Todos choramos ao nascer, será emoção por estarmos ganhando mais uma chance? Ou tristeza por saber o que nos espera?
No decorrer de nossa vida, brincamos, acertamos, erramos, amamos, choramos, rimos, esperamos, não esperamos e nos surpreendemos e nos surpreendemos por não esperar.
Odiamos nossos pais pelas suas broncas e proibições, até que ganhamos nossos filhos e fazemos com que eles nos odeiem também.
Por vezes sentimos que uma determinada pessoa é aquela com que estaremos o resto dos nossos dias, mas isso dura até que outro alguém cruze nosso caminho e então voltamos a ter a mesma certeza. “Agora é pra sempre.” Mas o pra sempre nunca chega.
Confiamos nossos mais profundos segredos para supostos amigos que não merecem confiança, amamos quem não merece amor, comemos o que nos faz mal, gastamos mais dinheiro do que temos, e repetimos estes mesmos erros inumeras vezes. Há quem morra sem aprender.
Sonhamos com coisas impossíveis de conseguirmos, porém o mais impossível é viver sem jamais sonhar. Por vezes juramos viver com os pés no chão, mas essa jura se quebra quando passa a primeira nuvem, e lá estamos nós novamente flutuando sobre ela carregando nossos sonhos.

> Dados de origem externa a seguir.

use crossbeam_channel::Receiver;
use tracing::trace;

use crate::kit::{DrumPad, SoundTable, voice::DrumVoice};
use crate::types::events::KitEvent;

/// Hits expected to overlap in normal playing; the voice list grows past
/// this only under very fast rolls
const INITIAL_VOICE_CAPACITY: usize = 64;

struct ActiveVoice {
    pad: DrumPad,
    voice: DrumVoice,
}

/// Drum kit mixer
/// Owns every sounding hit and runs inside the audio callback. Each trigger
/// adds a new voice; earlier hits keep ringing until they fall silent.
pub struct KitMixer {
    sounds: SoundTable,
    voices: Vec<ActiveVoice>,
    event_rx: Receiver<KitEvent>,
    sample_rate: f32,
    gain: f32,
    /// Hit counter, used to seed per-hit noise
    hits: u32,
    mono: Vec<f32>,
}

impl KitMixer {
    /// # Arguments
    /// * `sample_rate` - Output sample rate in Hz
    /// * `sounds` - Pad → sound table
    /// * `gain` - Master output gain (0.0 to 1.0)
    /// * `event_rx` - Trigger events from the UI thread
    pub fn new(
        sample_rate: f32,
        sounds: SoundTable,
        gain: f32,
        event_rx: Receiver<KitEvent>,
    ) -> Self {
        Self {
            sounds,
            voices: Vec::with_capacity(INITIAL_VOICE_CAPACITY),
            event_rx,
            sample_rate,
            gain: gain.clamp(0.0, 1.0),
            hits: 0,
            mono: vec![0.0; 1024],
        }
    }

    /// Number of hits currently sounding
    pub fn active_voices(&self) -> usize {
        self.voices.len()
    }

    fn start_hit(&mut self, pad: DrumPad) {
        self.hits = self.hits.wrapping_add(1);
        let seed = self.hits.wrapping_mul(0x9E37_79B9) ^ pad.index() as u32;
        let voice = self.sounds.voice(pad, self.sample_rate, seed);
        self.voices.push(ActiveVoice { pad, voice });
        trace!(pad = %pad, voices = self.voices.len(), "Hit started");
    }

    /// Render the mix into an interleaved output buffer
    ///
    /// The mono kit mix is written to every channel.
    pub fn process(&mut self, output: &mut [f32], num_channels: usize) {
        while let Ok(event) = self.event_rx.try_recv() {
            match event {
                KitEvent::Trigger(pad) => self.start_hit(pad),
            }
        }

        let num_channels = num_channels.max(1);
        let frames = output.len() / num_channels;
        if self.mono.len() < frames {
            self.mono.resize(frames, 0.0);
        }
        let mono = &mut self.mono[..frames];
        mono.fill(0.0);

        for active in &mut self.voices {
            for sample in mono.iter_mut() {
                if !active.voice.is_active() {
                    break;
                }
                *sample += active.voice.next_sample();
            }
        }

        self.voices.retain(|active| {
            let keep = active.voice.is_active();
            if !keep {
                trace!(pad = %active.pad, "Hit finished");
            }
            keep
        });

        for (frame, &sample) in output.chunks_mut(num_channels).zip(mono.iter()) {
            let value = (sample * self.gain).clamp(-1.0, 1.0);
            frame.fill(value);
        }
    }
}

#[cfg(test)]
mod tests {
    use super::*;
    use crossbeam_channel::unbounded;

    fn mixer() -> (crossbeam_channel::Sender<KitEvent>, KitMixer) {
        let (tx, rx) = unbounded();
        (tx, KitMixer::new(44100.0, SoundTable::builtin(), 1.0, rx))
    }

    #[test]
    fn test_silent_without_triggers() {
        let (_tx, mut mixer) = mixer();
        let mut output = vec![1.0f32; 512];
        mixer.process(&mut output, 2);

        assert!(output.iter().all(|&s| s == 0.0));
        assert_eq!(mixer.active_voices(), 0);
    }

    #[test]
    fn test_trigger_plays_on_every_channel() {
        let (tx, mut mixer) = mixer();
        tx.send(KitEvent::trigger(DrumPad::A)).unwrap();

        let mut output = vec![0.0f32; 512 * 2];
        mixer.process(&mut output, 2);

        let left_has_audio = output.iter().step_by(2).any(|&s| s.abs() > 0.001);
        let right_has_audio = output.iter().skip(1).step_by(2).any(|&s| s.abs() > 0.001);
        assert!(left_has_audio, "Left channel should have audio");
        assert!(right_has_audio, "Right channel should have audio");
        assert_eq!(mixer.active_voices(), 1);
    }

    #[test]
    fn test_overlapping_hits_of_same_pad() {
        let (tx, mut mixer) = mixer();
        tx.send(KitEvent::trigger(DrumPad::J)).unwrap();
        tx.send(KitEvent::trigger(DrumPad::J)).unwrap();

        let mut output = vec![0.0f32; 256];
        mixer.process(&mut output, 1);
        assert_eq!(mixer.active_voices(), 2);

        // A later hit does not cut off the ringing ones
        tx.send(KitEvent::trigger(DrumPad::S)).unwrap();
        mixer.process(&mut output, 1);
        assert_eq!(mixer.active_voices(), 3);
    }

    #[test]
    fn test_finished_hits_are_dropped() {
        let (tx, mut mixer) = mixer();
        tx.send(KitEvent::trigger(DrumPad::H)).unwrap();

        // Closed hat lasts ~61ms; half a second is plenty
        let mut output = vec![0.0f32; 512];
        for _ in 0..44 {
            mixer.process(&mut output, 1);
        }

        assert_eq!(mixer.active_voices(), 0);
        assert!(output.iter().all(|&s| s == 0.0));
    }

    #[test]
    fn test_zero_gain_is_silent() {
        let (tx, rx) = unbounded();
        let mut mixer = KitMixer::new(44100.0, SoundTable::builtin(), 0.0, rx);
        tx.send(KitEvent::trigger(DrumPad::A)).unwrap();

        let mut output = vec![0.0f32; 512];
        mixer.process(&mut output, 1);

        assert!(output.iter().all(|&s| s == 0.0));
        assert_eq!(mixer.active_voices(), 1);
    }

    #[test]
    fn test_grows_buffer_for_large_callbacks() {
        let (tx, mut mixer) = mixer();
        tx.send(KitEvent::trigger(DrumPad::S)).unwrap();

        let mut output = vec![0.0f32; 4096 * 2];
        mixer.process(&mut output, 2);

        assert!(output[4000 * 2..].iter().any(|&s| s.abs() > 0.0));
    }
}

Loucura acharmos que podemos viver livres disso.
Loucura é tentar findar a própria vida cansados de aguentar os nossos dias.
Loucura achar que somos fortes o suficiente para aguentar sozinhos.
Loucura aguardar que a pessoa que parece ter nascido pra nós, sinta o mesmo.
Loucura achar que a felicidade está logo ali, quando ela na verdade está em pedacinhos espalhada por vários lugares, em vários momentos, em várias pessoas.
Essa nossa vida é realmente muito louca.